In summary, Phase I clinical trials of candidate HIV vaccines evaluating safety and predefined immune correlates are crucial for the advancement of HIV studies but should not be continued to efficacy trials unless the vaccine's immunogenicity is shown to be better than that of Ad5-based vaccines in humans. This is a crucial goal for HIV vaccine development that should be considered independently from SIV and SHIV challenge models owing to the fact there is limited evidence that protection in rhesus macaques equates to protection in humans (Box 1). So, approaches that are advanced to clinical trials must produce better immune responses in rhesus macaques in standardized and quantifiable immunogenicity experiments than approaches tested in clinical trials so far.

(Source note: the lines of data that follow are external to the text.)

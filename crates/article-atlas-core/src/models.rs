//! Article records and the derived value types produced by ranking.
//!
//! Records are owned by the store; ranking code treats them as immutable
//! snapshots for the duration of one computation.

use chrono::{DateTime, Datelike, NaiveDate, NaiveDateTime};
use serde::{Deserialize, Serialize};

/// A stored article.
#[derive(Debug, Clone, PartialEq, Serialize, Deserialize)]
pub struct ArticleRecord {
    pub id: i64,
    pub title: String,
    #[serde(rename = "abstract")]
    pub abstract_text: Option<String>,
    /// Raw publication date as stored. Use [`ArticleRecord::publication_year`]
    /// to interpret it.
    pub publication_date: Option<String>,
    /// PDF file name relative to the configured PDF directory.
    pub file_name: Option<String>,
    /// Comma/semicolon separated keyword text.
    pub keywords: Option<String>,
    #[serde(default)]
    pub citation_count: i64,
    /// Free-text author list.
    pub authors: Option<String>,
    pub doi: Option<String>,
}

impl ArticleRecord {
    /// Minimal record with only an id and title set.
    pub fn new(id: i64, title: impl Into<String>) -> Self {
        Self {
            id,
            title: title.into(),
            abstract_text: None,
            publication_date: None,
            file_name: None,
            keywords: None,
            citation_count: 0,
            authors: None,
            doi: None,
        }
    }

    /// Calendar year of the publication date, or `None` when the date is
    /// absent or cannot be parsed.
    pub fn publication_year(&self) -> Option<i32> {
        self.publication_date.as_deref().and_then(parse_year)
    }

    /// Citation count clamped to be non-negative.
    pub fn citations(&self) -> i64 {
        self.citation_count.max(0)
    }
}

/// An article to be inserted; the store assigns the id.
#[derive(Debug, Clone, Default, PartialEq, Serialize, Deserialize)]
pub struct NewArticle {
    pub title: String,
    #[serde(default, rename = "abstract")]
    pub abstract_text: Option<String>,
    #[serde(default)]
    pub publication_date: Option<String>,
    #[serde(default)]
    pub file_name: Option<String>,
    #[serde(default)]
    pub keywords: Option<String>,
    #[serde(default)]
    pub citation_count: Option<i64>,
    #[serde(default)]
    pub authors: Option<String>,
    #[serde(default)]
    pub doi: Option<String>,
}

impl NewArticle {
    /// Materialize as a record with the given id.
    pub fn into_record(self, id: i64) -> ArticleRecord {
        ArticleRecord {
            id,
            title: self.title,
            abstract_text: self.abstract_text,
            publication_date: self.publication_date,
            file_name: self.file_name,
            keywords: self.keywords,
            citation_count: self.citation_count.unwrap_or(0).max(0),
            authors: self.authors,
            doi: self.doi,
        }
    }
}

/// A normalized keyword and how often it occurs across the corpus.
#[derive(Debug, Clone, PartialEq, Eq, Serialize)]
pub struct KeywordCount {
    pub keyword: String,
    pub count: usize,
}

/// Number of articles published in one calendar year.
#[derive(Debug, Clone, Copy, PartialEq, Eq, Serialize)]
pub struct YearCount {
    pub year: i32,
    pub count: usize,
}

/// Articles sharing one publication year.
#[derive(Debug, Clone)]
pub struct YearBucket<'a> {
    pub year: i32,
    pub articles: Vec<&'a ArticleRecord>,
}

/// One year's selected article in a trending result.
#[derive(Debug, Clone, PartialEq, Serialize)]
pub struct TrendingEntry {
    pub year: i32,
    pub article: ArticleRecord,
}

/// Composite sort key for similarity ranking. Ordered by shared keyword
/// count first, then citation count.
#[derive(Debug, Clone, Copy, PartialEq, Eq, PartialOrd, Ord)]
pub struct SimilarityScore {
    pub shared_keyword_count: usize,
    pub citation_count: i64,
}

fn parse_year(raw: &str) -> Option<i32> {
    let s = raw.trim();
    if s.is_empty() {
        return None;
    }
    if let Ok(dt) = DateTime::parse_from_rfc3339(s) {
        return Some(dt.year());
    }
    for fmt in ["%Y-%m-%dT%H:%M:%S%.f", "%Y-%m-%d %H:%M:%S%.f"] {
        if let Ok(dt) = NaiveDateTime::parse_from_str(s, fmt) {
            return Some(dt.year());
        }
    }
    NaiveDate::parse_from_str(s, "%Y-%m-%d")
        .ok()
        .map(|d| d.year())
}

Nevertheless, to study vaccine candidates in the clinical setting, it is still useful to examine them in current SIV challenge models, as the information generated from these studies can guide future vaccine development.

Concluding remarks

The road to an HIV vaccine using the non-human primate model has been turbulent and controversial and has met with far fewer instances of success than failure. Both of the two human HIV vaccine efficacy trials conducted to date have failed. But we must not let this stop us from moving forward. Despite the many limiting factors surrounding the use of non-human primates in preclinical research, rhesus macaques have made countless contributions to the understanding, treatment and prevention of human disease (Table 3). We must proceed in the fight against HIV and AIDS using the best animal model possible in a responsible, hypothesis-driven and ethical manner. Data from the rhesus macaque model must be critically evaluated to maximize the rational design of HIV vaccines and to ensure their safety and immunogenicity when moved into clinical trials. Advanced screening strategies using predefined immune gates in preclinical studies should be designed to eliminate suboptimal vaccine candidates early in the testing process. Before clinical trial advancement there should be immune response data in non-human primates6 (Box 1). An HIV vaccine approach that moves forward in the clinic should continue to be studied in validated macaque models in which information on outcomes, as well as further definition of immune phenotype, is obtained. Gatekeeper status cannot be assigned to a particular challenge model until a known correlate in humans is defined. However, primate studies can function as immune gates to identify new vaccines and to define new immune gates that show a level of improvement over prior non-successful vaccine candidates for clinical evaluation. Thus, we need to remain cautious when using animal models in experimentation, critical during the interpretation of data and vigilant in our quest to apply such information to the prevention of human disease. This in mind, we would be wise to heed the words of statistician George E. P. Box: “all models are wrong, but some are useful”114.